Escritório BMA conclui sucessão societária e institucionaliza gestão
Fundadores do BMA deixam quadro de cotistas em processo de transição que visa a perenidade da banca sem interromper a atuação estratégica.
Pontos principais
- Os fundadores Plínio Simões Barbosa, Francisco Müssnich e Paulo Cezar Aragão iniciaram a saída do quadro societário.
- A transição não significa aposentadoria, com os fundadores mantendo papéis consultivos e estratégicos no escritório.
- Luiz Antonio de Sampaio Campos, o Totonho, será o maior cotista da banca após a conclusão do processo em 2027.
- O novo modelo de governança prioriza o consenso e a meritocracia em vez de votações baseadas apenas em participação acionária.
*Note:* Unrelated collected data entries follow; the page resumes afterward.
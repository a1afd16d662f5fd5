use serde::{Deserialize, Serialize};
use std::sync::{Arc, Mutex, MutexGuard, PoisonError};
use strata_http::{ApiRequest, Authorizer, Clock, HttpError, Transport};
use tracing::debug;

const TOKEN_LIFETIME_SECS: u64 = 3600;
const EXPIRY_BUFFER_SECS: u64 = 60;

#[derive(Serialize)]
struct ServiceTokenRequest<'a> {
    key_id: &'a str,
    key_secret: &'a str,
}

#[derive(Deserialize)]
struct ServiceTokenResponse {
    bearer_token: String,
}

struct CachedToken {
    bearer_token: String,
    expires_at: u64,
}

/// Exchanges a service user key for a bearer token, cached for an hour.
#[derive(Clone)]
pub struct ServiceTokenAuth<T: Transport, C: Clock> {
    token_url: String,
    key_id: String,
    key_secret: String,
    transport: T,
    clock: C,
    cache: Arc<Mutex<Option<CachedToken>>>,
}

impl<T: Transport, C: Clock> ServiceTokenAuth<T, C> {
    pub fn new(token_url: String, key_id: String, key_secret: String, transport: T, clock: C) -> Self {
        Self {
            token_url,
            key_id,
            key_secret,
            transport,
            clock,
            cache: Arc::new(Mutex::new(None)),
        }
    }

    async fn fetch_token(&self, now: u64) -> strata_http::Result<String> {
        debug!("Requesting service token");
        let request = ApiRequest::post(&self.token_url).json(&ServiceTokenRequest {
            key_id: &self.key_id,
            key_secret: &self.key_secret,
        })?;
        let response = self.transport.send(request).await?;
        if !response.is_success() {
            return Err(HttpError::Auth(format!(
                "Failed to authenticate with privileged access: {} - {}",
                response.status.as_u16(),
                response.text()
            )));
        }

        let token: ServiceTokenResponse = response.json()?;
        *self.lock() = Some(CachedToken {
            bearer_token: token.bearer_token.clone(),
            expires_at: now + TOKEN_LIFETIME_SECS,
        });
        Ok(token.bearer_token)
    }

    fn lock(&self) -> MutexGuard<'_, Option<CachedToken>> {
        self.cache.lock().unwrap_or_else(PoisonError::into_inner)
    }
}

impl<T: Transport, C: Clock> Authorizer for ServiceTokenAuth<T, C> {
    async fn authorization(&self) -> strata_http::Result<Option<String>> {
        let now = self.clock.now_epoch();
        let cached = self
            .lock()
            .as_ref()
            .filter(|t| now + EXPIRY_BUFFER_SECS < t.expires_at)
            .map(|t| t.bearer_token.clone());

        let token = match cached {
            Some(token) => token,
            None => self.fetch_token(now).await?,
        };
        Ok(Some(format!("Bearer {token}")))
    }

    async fn invalidate(&self) -> bool {
        self.lock().take();
        true
    }
}
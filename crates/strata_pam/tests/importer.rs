use chrono::{TimeZone, Utc};
use serde_json::json;
use strata_core::prelude::*;
use strata_http::Method;
use strata_mock::{ManualClock, MockTransport};
use strata_pam::*;

const TEAM: &str = "/v1/teams/acme";

fn config() -> PamConfig {
    PamConfig::new(Some("acme".into()), Some("key".into()), Some("secret".into()))
        .unwrap()
        .with_api_base("https://pam.test/v1/")
}

fn team(mock: &MockTransport) {
    mock.on_json(
        Method::POST,
        &format!("{TEAM}/service_token"),
        200,
        &json!({"bearer_token": "pam-token"}),
    );
    mock.on_json(
        Method::GET,
        &format!("{TEAM}/resource_groups"),
        200,
        &json!({"list": [{"id": "rg1", "name": "Production", "description": "Prod hosts"}]}),
    );
    mock.on_json(
        Method::GET,
        &format!("{TEAM}/resource_groups/rg1/projects"),
        200,
        &json!({"list": [{"id": "p1", "name": "Web Servers", "resource_group_id": "rg1"}]}),
    );
    mock.on_json(
        Method::GET,
        &format!("{TEAM}/groups"),
        200,
        &json!({"list": [{"id": "g1", "name": "SRE"}, {"id": "g2", "name": "sre"}]}),
    );
    mock.on_json(
        Method::GET,
        &format!("{TEAM}/gateway_setup_tokens"),
        200,
        &json!({"list": [{"id": "t1", "description": "EU gateway", "labels": {"region": "eu"}}]}),
    );
    mock.on_json(
        Method::GET,
        &format!("{TEAM}/resource_groups/rg1/projects/p1/secret_folders"),
        200,
        &json!({"list": [{"id": "f1", "name": "db creds"}]}),
    );
    mock.on_status(Method::GET, &format!("{TEAM}/security_policies"), 403);
}

fn importer(mock: &MockTransport) -> PamImporter<MockTransport, ManualClock> {
    let client = PamClient::with_transport(&config(), mock.clone(), ManualClock::starting_at(1_700_000_000));
    PamImporter::new(client)
}

fn generated_at() -> chrono::DateTime<Utc> {
    Utc.with_ymd_and_hms(2026, 3, 1, 12, 0, 0).unwrap()
}

#[tokio::test]
async fn generates_blocks_and_import_commands() {
    let mock = MockTransport::new();
    team(&mock);
    let dir = tempfile::tempdir().unwrap();

    let report = importer(&mock)
        .import_all(dir.path(), true, generated_at())
        .await
        .unwrap();

    assert_eq!(
        report.summary,
        ImportSummary {
            resource_groups: 1,
            projects: 1,
            groups: 2,
            gateway_tokens: 1,
            secret_folders: 1,
            security_policies: 0,
            import_commands: 6,
        }
    );
    assert_eq!(
        report.artifacts.commands,
        vec![
            "terraform import oktapam_resource_group.production rg1",
            "terraform import oktapam_resource_group_project.web_servers rg1/p1",
            "terraform import oktapam_group.sre g1",
            "terraform import oktapam_group.sre_2 g2",
            "terraform import oktapam_gateway_setup_token.eu_gateway t1",
            "terraform import oktapam_secret_folder.web_servers_db_creds f1",
        ]
    );

    let tf = &report.artifacts.terraform;
    assert!(tf.contains("# Projects in Production"));
    assert!(tf.contains("project        = oktapam_resource_group_project.web_servers.id"));
    assert!(tf.contains("region = \"eu\""));
    assert!(report.artifacts.script.starts_with("#!/bin/bash\n"));
    assert!(report.artifacts.script.contains("# Generated: 2026-03-01T12:00:00Z"));
}

#[tokio::test]
async fn dry_run_writes_nothing() {
    let mock = MockTransport::new();
    team(&mock);
    let dir = tempfile::tempdir().unwrap();

    let report = importer(&mock)
        .import_all(dir.path(), true, generated_at())
        .await
        .unwrap();

    assert!(report.written.is_none());
    assert_eq!(std::fs::read_dir(dir.path()).unwrap().count(), 0);
    assert_eq!(mock.mutating_calls().len(), 1, "only the token exchange");
}

#[tokio::test]
async fn writes_three_files_with_executable_script() {
    let mock = MockTransport::new();
    team(&mock);
    let dir = tempfile::tempdir().unwrap();
    let output = dir.path().join("terraform");

    let report = importer(&mock)
        .import_all(&output, false, generated_at())
        .await
        .unwrap();
    let written = report.written.unwrap();

    assert_eq!(written.terraform, output.join(TERRAFORM_FILE));
    let export: serde_json::Value =
        serde_json::from_str(&std::fs::read_to_string(&written.export).unwrap()).unwrap();
    assert_eq!(export["team"], "acme");
    assert_eq!(export["groups"].as_array().unwrap().len(), 2);
    assert_eq!(export["exported_at"], "2026-03-01T12:00:00Z");
    assert_eq!(
        std::fs::read_to_string(&written.script).unwrap(),
        report.artifacts.script
    );

    #[cfg(unix)]
    {
        use std::os::unix::fs::PermissionsExt;
        let mode = std::fs::metadata(&written.script).unwrap().permissions().mode();
        assert_eq!(mode & 0o777, 0o755);
    }
}

#[tokio::test]
async fn service_token_is_exchanged_once_and_sent_as_bearer() {
    let mock = MockTransport::new();
    team(&mock);

    importer(&mock).collect().await;

    assert_eq!(mock.calls_to(Method::POST, &format!("{TEAM}/service_token")), 1);
    let exchange = mock.requests().into_iter().next().unwrap();
    assert_eq!(
        exchange.json_body(),
        Some(&json!({"key_id": "key", "key_secret": "secret"}))
    );
    let last = mock.requests().last().cloned().unwrap();
    assert_eq!(
        last.headers.get("authorization").unwrap().to_str().unwrap(),
        "Bearer pam-token"
    );
}

#[tokio::test]
async fn failed_authentication_leaves_inventory_empty() {
    let mock = MockTransport::new();
    mock.on_status(Method::POST, &format!("{TEAM}/service_token"), 401);

    let inventory = importer(&mock).collect().await;

    assert_eq!(inventory, PamInventory::default());
}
O escritório de advocacia BMA finalizou um processo de sucessão societária iniciado há cinco anos, marcando a saída gradual de seus fundadores do quadro de cotistas. A mudança, que deve ser concluída em 2027, tem como objetivo principal a institucionalização da banca, garantindo sua continuidade além da figura dos sócios originais. Apesar da alteração societária, Plínio Simões Barbosa, Francisco Müssnich e Paulo Cezar Aragão continuarão a prestar consultoria estratégica ao escritório. O modelo adotado evita o tradicional cash-out, focando na pulverização das cotas entre os demais sócios. Com a transição, Luiz Antonio de Sampaio Campos, conhecido como Totonho, assumirá a posição de maior cotista. A governança do BMA também foi ajustada para valorizar o consenso e a meritocracia das ideias, afastando-se de um sistema de votação baseado estritamente na participação acionária de cada membro.